1. Useful Tensor functions
  2. Useful Module function
    1. register_forward_hook(hook)
    2. register_buffer(name, tensor)
  3. Count Params and FLOPs
    1. mmengine
    2. fvcore[Recommended]
    3. torchinfo
    4. thop
    5. Benchmarking
    6. Ultra Benchmarking
  4. Miscellaneous
    1. Be careful about F.dropout
    2. Be careful about torch.squeeze()
    3. Be careful about the tensor[N] - tensor[N, 1]
    4. Fixing the paramter gradient using the register_hook function

Useful Tensor functions

# batch-wise matrice multiplication
torch.bmm(A, B), A.bmn(B) 

# buffer frequently reused values (non-parameters) for speed up, e.g., positional embeddings
nn.Module.register_buffer(name, tensor, persistent=True) 
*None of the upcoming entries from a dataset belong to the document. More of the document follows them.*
//! Stepdeck Workflow Client
//!
//! The Execution Client Adapter: a typed wrapper over the remote workflow
//! service's primitives (start, stop, redrive, describe, list, history).
//!
//! The crate is layered:
//! - [`WorkflowApi`]: one attempt per primitive, implemented by the HTTP
//!   transport [`WorkflowClient`] and by the in-memory fake used in tests
//! - [`ExecutionAdapter`]: retry with backoff and jitter for throttled and
//!   transient failures, plus a hard deadline per call
//! - [`secrets`] and [`artifacts`]: credential resolution at startup and read
//!   access to execution artifacts in object storage
//!
//! # Example
//!
//! ```no_run
//! use std::sync::Arc;
//! use stepdeck_client::{ExecutionAdapter, RetryPolicy, WorkflowClient};
//!
//! #[tokio::main]
//! async fn main() -> Result<(), stepdeck_client::RemoteError> {
//!     let client = WorkflowClient::new("http://localhost:8083");
//!     let adapter = ExecutionAdapter::new(Arc::new(client), RetryPolicy::default());
//!
//!     let execution = adapter
//!         .describe_execution("arn:aws:states:eu-west-1:123456789012:execution:reviews:run")
//!         .await?;
//!     println!("{} is {}", execution.name, execution.status());
//!     Ok(())
//! }
//! ```

mod adapter;
pub mod api;
pub mod artifacts;
pub mod error;
mod executions;
pub mod retry;
pub mod secrets;
#[cfg(any(test, feature = "testing"))]
pub mod testing;
mod wire;

pub use adapter::{ExecutionAdapter, RecentExecutions};
pub use api::WorkflowApi;
pub use error::{RemoteError, RemoteErrorKind, Result};
pub use retry::RetryPolicy;
pub use secrets::Credentials;

use reqwest::Client;
use serde::Serialize;
use serde::de::DeserializeOwned;

/// Content type of the workflow service's JSON protocol
const CONTENT_TYPE: &str = "application/x-amz-json-1.0";

/// Target prefix naming the service in every request
const TARGET_PREFIX: &str = "AWSStepFunctions";

/// HTTP transport for the workflow service
///
/// Speaks the service's JSON protocol against a single endpoint: every operation
/// is a POST naming the operation in the `X-Amz-Target` header. Request signing is
/// expected to happen in front of the endpoint (a signing proxy or a local
/// emulator); resolved credentials are attached as a bearer token.
#[derive(Debug, Clone)]
pub struct WorkflowClient {
    /// Endpoint URL (e.g., "http://localhost:8083")
    base_url: String,
    /// HTTP client instance
    client: Client,
    credentials: Option<Credentials>,
}

impl WorkflowClient {
    /// Create a new workflow client
    ///
    /// # Arguments
    /// * `base_url` - The endpoint of the workflow API (e.g., "http://localhost:8083")
    pub fn new(base_url: impl Into<String>) -> Self {
        Self::with_client(base_url, Client::new())
    }

    /// Create a new workflow client with a custom HTTP client
    ///
    /// This allows you to configure timeouts, proxies, TLS settings, etc.
    pub fn with_client(base_url: impl Into<String>, client: Client) -> Self {
        let base_url = base_url.into();
        Self {
            base_url: base_url.trim_end_matches('/').to_string(),
            client,
            credentials: None,
        }
    }

    /// Attach credentials sent with every request
    pub fn with_credentials(mut self, credentials: Credentials) -> Self {
        self.credentials = Some(credentials);
        self
    }

    /// Get the endpoint URL
    pub fn base_url(&self) -> &str {
        &self.base_url
    }

    /// Issue one protocol call and decode its response
    async fn call<I: Serialize, O: DeserializeOwned>(&self, operation: &str, input: &I) -> Result<O> {
        let mut request = self
            .client
            .post(format!("{}/", self.base_url))
            .header("X-Amz-Target", format!("{}.{}", TARGET_PREFIX, operation))
            .header(reqwest::header::CONTENT_TYPE, CONTENT_TYPE)
            .body(serde_json::to_vec(input).map_err(|e| {
                RemoteError::Unknown(format!("Failed to encode {} request: {}", operation, e))
            })?);

        if let Some(credentials) = &self.credentials {
            request = request.bearer_auth(credentials.token());
        }

        let response = request.send().await?;
        self.handle_response(operation, response).await
    }

    // =============================================================================
    // Response Handlers
    // =============================================================================

    /// Handle an API response and deserialize JSON
    ///
    /// Error bodies carry a `__type` naming the failure, which decides how the
    /// error is classified (and therefore whether it is retried).
    async fn handle_response<T: DeserializeOwned>(
        &self,
        operation: &str,
        response: reqwest::Response,
    ) -> Result<T> {
        let status = response.status();
        let body = response.bytes().await?;
        // Some operations answer with an empty body on success
        let body: &[u8] = if body.is_empty() { b"{}" } else { &body };

        if !status.is_success() {
            let parsed: Option<serde_json::Value> = serde_json::from_slice(body).ok();
            let error_type = parsed
                .as_ref()
                .and_then(|v| v.get("__type"))
                .and_then(|v| v.as_str());
            let message = parsed
                .as_ref()
                .and_then(|v| v.get("message").or_else(|| v.get("Message")))
                .and_then(|v| v.as_str())
                .map(str::to_string)
                .unwrap_or_else(|| String::from_utf8_lossy(body).into_owned());
            return Err(RemoteError::from_api(status.as_u16(), error_type, message));
        }

        serde_json::from_slice(body).map_err(|e| {
            RemoteError::Malformed(format!("Failed to parse {} response: {}", operation, e))
        })
    }
}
# Returns the upper/lower triangular part of the matrix, the other elements are set to 0.
torch.triu(A), A.triu()
torch.tril(A), A.tril()

# Directly return the max values along the specific dimension. No need of using `max_v, _ = A.max(dim=1)`
A.max(dim=1).values, A.max(dim=1).indices 

# Get the topk (top-5 here) values and indices. `.values` and `.indices` can be used to access the specific part.
A.topk(5)

# Matrix multiplication on the last two dimensions of tensor A and B. Multiplication (with Broadcasting) on the remaining dimensions.
A @ B 

# Casting tensor to target dtype
A.double(), A.float(), A.long(), A.int(), A.bool()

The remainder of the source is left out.